Exercise brief: Extract the entries in their exact form.

_ _ _

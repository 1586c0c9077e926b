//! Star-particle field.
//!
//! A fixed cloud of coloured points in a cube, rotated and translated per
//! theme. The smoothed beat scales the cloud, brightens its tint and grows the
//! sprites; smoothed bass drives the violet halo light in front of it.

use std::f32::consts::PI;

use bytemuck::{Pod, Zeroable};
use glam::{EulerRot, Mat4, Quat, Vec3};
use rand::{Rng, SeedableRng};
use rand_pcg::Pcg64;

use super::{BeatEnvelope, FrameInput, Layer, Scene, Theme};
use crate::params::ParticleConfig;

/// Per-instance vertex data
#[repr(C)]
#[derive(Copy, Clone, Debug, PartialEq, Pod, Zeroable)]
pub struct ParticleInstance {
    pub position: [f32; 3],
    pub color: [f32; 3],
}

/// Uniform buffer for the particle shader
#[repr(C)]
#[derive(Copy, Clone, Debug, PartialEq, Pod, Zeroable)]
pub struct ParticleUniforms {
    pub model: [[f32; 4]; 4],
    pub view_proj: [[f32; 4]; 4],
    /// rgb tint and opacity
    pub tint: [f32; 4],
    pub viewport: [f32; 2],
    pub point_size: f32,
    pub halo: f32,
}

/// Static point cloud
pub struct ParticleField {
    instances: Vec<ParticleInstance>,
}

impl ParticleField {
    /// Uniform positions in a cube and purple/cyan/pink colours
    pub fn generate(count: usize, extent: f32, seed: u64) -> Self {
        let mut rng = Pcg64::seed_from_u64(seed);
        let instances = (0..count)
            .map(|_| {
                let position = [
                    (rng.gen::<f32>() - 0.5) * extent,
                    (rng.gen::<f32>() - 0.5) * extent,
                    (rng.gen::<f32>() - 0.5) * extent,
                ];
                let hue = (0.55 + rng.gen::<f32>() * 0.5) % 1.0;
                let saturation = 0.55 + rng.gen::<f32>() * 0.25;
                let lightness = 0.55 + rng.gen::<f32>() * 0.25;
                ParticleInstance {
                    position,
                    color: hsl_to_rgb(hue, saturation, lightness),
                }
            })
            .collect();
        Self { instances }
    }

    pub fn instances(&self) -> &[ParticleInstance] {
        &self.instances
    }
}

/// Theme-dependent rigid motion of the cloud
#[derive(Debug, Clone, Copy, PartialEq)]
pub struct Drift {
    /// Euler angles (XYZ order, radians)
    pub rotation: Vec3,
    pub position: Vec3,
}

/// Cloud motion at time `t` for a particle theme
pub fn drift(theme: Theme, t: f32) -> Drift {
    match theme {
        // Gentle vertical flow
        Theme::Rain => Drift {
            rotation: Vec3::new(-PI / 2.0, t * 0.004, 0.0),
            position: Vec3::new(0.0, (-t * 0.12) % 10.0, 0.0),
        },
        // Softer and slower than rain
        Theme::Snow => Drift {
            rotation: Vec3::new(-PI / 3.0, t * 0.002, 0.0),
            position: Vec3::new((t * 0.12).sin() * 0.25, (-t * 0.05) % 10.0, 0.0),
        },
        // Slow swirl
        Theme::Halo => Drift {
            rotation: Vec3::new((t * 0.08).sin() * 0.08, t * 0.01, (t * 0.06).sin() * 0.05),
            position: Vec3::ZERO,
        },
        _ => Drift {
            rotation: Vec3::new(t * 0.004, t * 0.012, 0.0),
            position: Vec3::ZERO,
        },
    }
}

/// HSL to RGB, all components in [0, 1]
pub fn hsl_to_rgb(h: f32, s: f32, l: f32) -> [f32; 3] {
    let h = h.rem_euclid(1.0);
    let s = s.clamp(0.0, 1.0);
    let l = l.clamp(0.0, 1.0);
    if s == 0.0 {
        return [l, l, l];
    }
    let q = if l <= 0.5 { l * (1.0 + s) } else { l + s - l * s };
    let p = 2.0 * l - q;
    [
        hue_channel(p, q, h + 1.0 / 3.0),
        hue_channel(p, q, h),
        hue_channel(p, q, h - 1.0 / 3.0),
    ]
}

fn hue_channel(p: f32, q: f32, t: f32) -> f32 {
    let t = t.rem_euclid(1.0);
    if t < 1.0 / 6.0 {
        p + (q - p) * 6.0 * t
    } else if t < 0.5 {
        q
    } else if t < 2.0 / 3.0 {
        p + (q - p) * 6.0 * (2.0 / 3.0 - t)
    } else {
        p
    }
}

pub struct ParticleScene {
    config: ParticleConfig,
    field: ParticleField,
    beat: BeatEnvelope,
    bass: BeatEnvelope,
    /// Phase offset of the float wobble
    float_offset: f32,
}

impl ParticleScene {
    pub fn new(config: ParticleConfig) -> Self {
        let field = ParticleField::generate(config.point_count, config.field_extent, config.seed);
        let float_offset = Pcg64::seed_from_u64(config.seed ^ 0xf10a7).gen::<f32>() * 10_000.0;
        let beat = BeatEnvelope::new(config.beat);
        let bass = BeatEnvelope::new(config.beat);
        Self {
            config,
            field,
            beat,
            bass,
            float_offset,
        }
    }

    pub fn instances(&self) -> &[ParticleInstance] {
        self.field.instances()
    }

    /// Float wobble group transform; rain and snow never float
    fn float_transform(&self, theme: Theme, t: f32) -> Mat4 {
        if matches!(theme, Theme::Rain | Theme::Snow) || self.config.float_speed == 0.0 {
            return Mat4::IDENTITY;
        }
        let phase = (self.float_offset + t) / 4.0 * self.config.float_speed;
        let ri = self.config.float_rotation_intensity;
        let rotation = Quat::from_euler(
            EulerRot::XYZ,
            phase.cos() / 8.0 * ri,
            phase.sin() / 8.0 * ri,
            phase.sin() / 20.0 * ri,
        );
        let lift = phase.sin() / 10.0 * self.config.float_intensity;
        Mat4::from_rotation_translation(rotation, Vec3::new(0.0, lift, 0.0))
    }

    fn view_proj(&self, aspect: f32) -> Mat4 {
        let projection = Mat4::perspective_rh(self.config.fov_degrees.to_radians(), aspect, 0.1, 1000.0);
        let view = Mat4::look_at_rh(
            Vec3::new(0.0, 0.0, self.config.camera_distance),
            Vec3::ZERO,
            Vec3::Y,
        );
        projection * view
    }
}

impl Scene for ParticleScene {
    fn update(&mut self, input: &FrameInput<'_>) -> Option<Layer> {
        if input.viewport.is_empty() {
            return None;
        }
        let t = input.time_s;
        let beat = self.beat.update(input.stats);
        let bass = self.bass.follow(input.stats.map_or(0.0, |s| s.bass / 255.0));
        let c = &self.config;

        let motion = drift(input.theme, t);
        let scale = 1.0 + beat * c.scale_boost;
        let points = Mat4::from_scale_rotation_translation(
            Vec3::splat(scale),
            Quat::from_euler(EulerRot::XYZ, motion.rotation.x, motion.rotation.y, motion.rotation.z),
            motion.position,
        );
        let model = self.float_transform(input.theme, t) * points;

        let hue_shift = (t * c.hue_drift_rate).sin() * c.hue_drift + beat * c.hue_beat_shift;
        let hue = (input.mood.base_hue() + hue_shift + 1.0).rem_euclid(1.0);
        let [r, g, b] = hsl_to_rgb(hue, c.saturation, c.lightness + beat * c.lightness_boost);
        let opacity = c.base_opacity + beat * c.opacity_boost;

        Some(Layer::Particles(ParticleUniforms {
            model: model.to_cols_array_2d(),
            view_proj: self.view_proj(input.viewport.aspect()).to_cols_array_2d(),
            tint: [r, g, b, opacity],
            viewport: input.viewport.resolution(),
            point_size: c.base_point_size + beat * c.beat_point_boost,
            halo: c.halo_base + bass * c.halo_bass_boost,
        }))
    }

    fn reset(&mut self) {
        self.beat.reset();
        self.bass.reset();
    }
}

_ _ _

Result of the task:
repository 1586c0c9077e926b
//! Star-particle field.
//!
//! A fixed cloud of coloured points in a cube, rotated and translated per
//! theme. The smoothed beat scales the cloud, brightens its tint and grows the
//! sprites; smoothed bass drives the violet halo light in front of it.

use std::f32::consts::PI;

use bytemuck::{Pod, Zeroable};
use glam::{EulerRot, Mat4, Quat, Vec3};
use rand::{Rng, SeedableRng};
use rand_pcg::Pcg64;

use super::{BeatEnvelope, FrameInput, Layer, Scene, Theme};
use crate::params::ParticleConfig;

/// Per-instance vertex data
#[repr(C)]
#[derive(Copy, Clone, Debug, PartialEq, Pod, Zeroable)]
pub struct ParticleInstance {
    pub position: [f32; 3],
    pub color: [f32; 3],
}

/// Uniform buffer for the particle shader
#[repr(C)]
#[derive(Copy, Clone, Debug, PartialEq, Pod, Zeroable)]
pub struct ParticleUniforms {
    pub model: [[f32; 4]; 4],
    pub view_proj: [[f32; 4]; 4],
    /// rgb tint and opacity
    pub tint: [f32; 4],
    pub viewport: [f32; 2],
    pub point_size: f32,
    pub halo: f32,
}

/// Static point cloud
pub struct ParticleField {
    instances: Vec<ParticleInstance>,
}

impl ParticleField {
    /// Uniform positions in a cube and purple/cyan/pink colours
    pub fn generate(count: usize, extent: f32, seed: u64) -> Self {
        let mut rng = Pcg64::seed_from_u64(seed);
        let instances = (0..count)
            .map(|_| {
                let position = [
                    (rng.gen::<f32>() - 0.5) * extent,
                    (rng.gen::<f32>() - 0.5) * extent,
                    (rng.gen::<f32>() - 0.5) * extent,
                ];
                let hue = (0.55 + rng.gen::<f32>() * 0.5) % 1.0;
                let saturation = 0.55 + rng.gen::<f32>() * 0.25;
                let lightness = 0.55 + rng.gen::<f32>() * 0.25;
                ParticleInstance {
                    position,
                    color: hsl_to_rgb(hue, saturation, lightness),
                }
            })
            .collect();
        Self { instances }
    }

    pub fn instances(&self) -> &[ParticleInstance] {
        &self.instances
    }
}

/// Theme-dependent rigid motion of the cloud
#[derive(Debug, Clone, Copy, PartialEq)]
pub struct Drift {
    /// Euler angles (XYZ order, radians)
    pub rotation: Vec3,
    pub position: Vec3,
}

/// Cloud motion at time `t` for a particle theme
pub fn drift(theme: Theme, t: f32) -> Drift {
    match theme {
        // Gentle vertical flow
        Theme::Rain => Drift {
            rotation: Vec3::new(-PI / 2.0, t * 0.004, 0.0),
            position: Vec3::new(0.0, (-t * 0.12) % 10.0, 0.0),
        },
        // Softer and slower than rain
        Theme::Snow => Drift {
            rotation: Vec3::new(-PI / 3.0, t * 0.002, 0.0),
            position: Vec3::new((t * 0.12).sin() * 0.25, (-t * 0.05) % 10.0, 0.0),
        },
        // Slow swirl
        Theme::Halo => Drift {
            rotation: Vec3::new((t * 0.08).sin() * 0.08, t * 0.01, (t * 0.06).sin() * 0.05),
            position: Vec3::ZERO,
        },
        _ => Drift {
            rotation: Vec3::new(t * 0.004, t * 0.012, 0.0),
            position: Vec3::ZERO,
        },
    }
}

/// HSL to RGB, all components in [0, 1]
pub fn hsl_to_rgb(h: f32, s: f32, l: f32) -> [f32; 3] {
    let h = h.rem_euclid(1.0);
    let s = s.clamp(0.0, 1.0);
    let l = l.clamp(0.0, 1.0);
    if s == 0.0 {
        return [l, l, l];
    }
    let q = if l <= 0.5 { l * (1.0 + s) } else { l + s - l * s };
    let p = 2.0 * l - q;
    [
        hue_channel(p, q, h + 1.0 / 3.0),
        hue_channel(p, q, h),
        hue_channel(p, q, h - 1.0 / 3.0),
    ]
}

fn hue_channel(p: f32, q: f32, t: f32) -> f32 {
    let t = t.rem_euclid(1.0);
    if t < 1.0 / 6.0 {
        p + (q - p) * 6.0 * t
    } else if t < 0.5 {
        q
    } else if t < 2.0 / 3.0 {
        p + (q - p) * 6.0 * (2.0 / 3.0 - t)
    } else {
        p
    }
}

pub struct ParticleScene {
    config: ParticleConfig,
    field: ParticleField,
    beat: BeatEnvelope,
    bass: BeatEnvelope,
    /// Phase offset of the float wobble
    float_offset: f32,
}

impl ParticleScene {
    pub fn new(config: ParticleConfig) -> Self {
        let field = ParticleField::generate(config.point_count, config.field_extent, config.seed);
        let float_offset = Pcg64::seed_from_u64(config.seed ^ 0xf10a7).gen::<f32>() * 10_000.0;
        let beat = BeatEnvelope::new(config.beat);
        let bass = BeatEnvelope::new(config.beat);
        Self {
            config,
            field,
            beat,
            bass,
            float_offset,
        }
    }

    pub fn instances(&self) -> &[ParticleInstance] {
        self.field.instances()
    }

    /// Float wobble group transform; rain and snow never float
    fn float_transform(&self, theme: Theme, t: f32) -> Mat4 {
        if matches!(theme, Theme::Rain | Theme::Snow) || self.config.float_speed == 0.0 {
            return Mat4::IDENTITY;
        }
        let phase = (self.float_offset + t) / 4.0 * self.config.float_speed;
        let ri = self.config.float_rotation_intensity;
        let rotation = Quat::from_euler(
            EulerRot::XYZ,
            phase.cos() / 8.0 * ri,
            phase.sin() / 8.0 * ri,
            phase.sin() / 20.0 * ri,
        );
        let lift = phase.sin() / 10.0 * self.config.float_intensity;
        Mat4::from_rotation_translation(rotation, Vec3::new(0.0, lift, 0.0))
    }

    fn view_proj(&self, aspect: f32) -> Mat4 {
        let projection = Mat4::perspective_rh(self.config.fov_degrees.to_radians(), aspect, 0.1, 1000.0);
        let view = Mat4::look_at_rh(
            Vec3::new(0.0, 0.0, self.config.camera_distance),
            Vec3::ZERO,
            Vec3::Y,
        );
        projection * view
    }
}

impl Scene for ParticleScene {
    fn update(&mut self, input: &FrameInput<'_>) -> Option<Layer> {
        if input.viewport.is_empty() {
            return None;
        }
        let t = input.time_s;
        let beat = self.beat.update(input.stats);
        let bass = self.bass.follow(input.stats.map_or(0.0, |s| s.bass / 255.0));
        let c = &self.config;

        let motion = drift(input.theme, t);
        let scale = 1.0 + beat * c.scale_boost;
        let points = Mat4::from_scale_rotation_translation(
            Vec3::splat(scale),
            Quat::from_euler(EulerRot::XYZ, motion.rotation.x, motion.rotation.y, motion.rotation.z),
            motion.position,
        );
        let model = self.float_transform(input.theme, t) * points;

        let hue_shift = (t * c.hue_drift_rate).sin() * c.hue_drift + beat * c.hue_beat_shift;
        let hue = (input.mood.base_hue() + hue_shift + 1.0).rem_euclid(1.0);
        let [r, g, b] = hsl_to_rgb(hue, c.saturation, c.lightness + beat * c.lightness_boost);
        let opacity = c.base_opacity + beat * c.opacity_boost;

        Some(Layer::Particles(ParticleUniforms {
            model: model.to_cols_array_2d(),
            view_proj: self.view_proj(input.viewport.aspect()).to_cols_array_2d(),
            tint: [r, g, b, opacity],
            viewport: input.viewport.resolution(),
            point_size: c.base_point_size + beat * c.beat_point_boost,
            halo: c.halo_base + bass * c.halo_bass_boost,
        }))
    }

    fn reset(&mut self) {
        self.beat.reset();
        self.bass.reset();
    }
}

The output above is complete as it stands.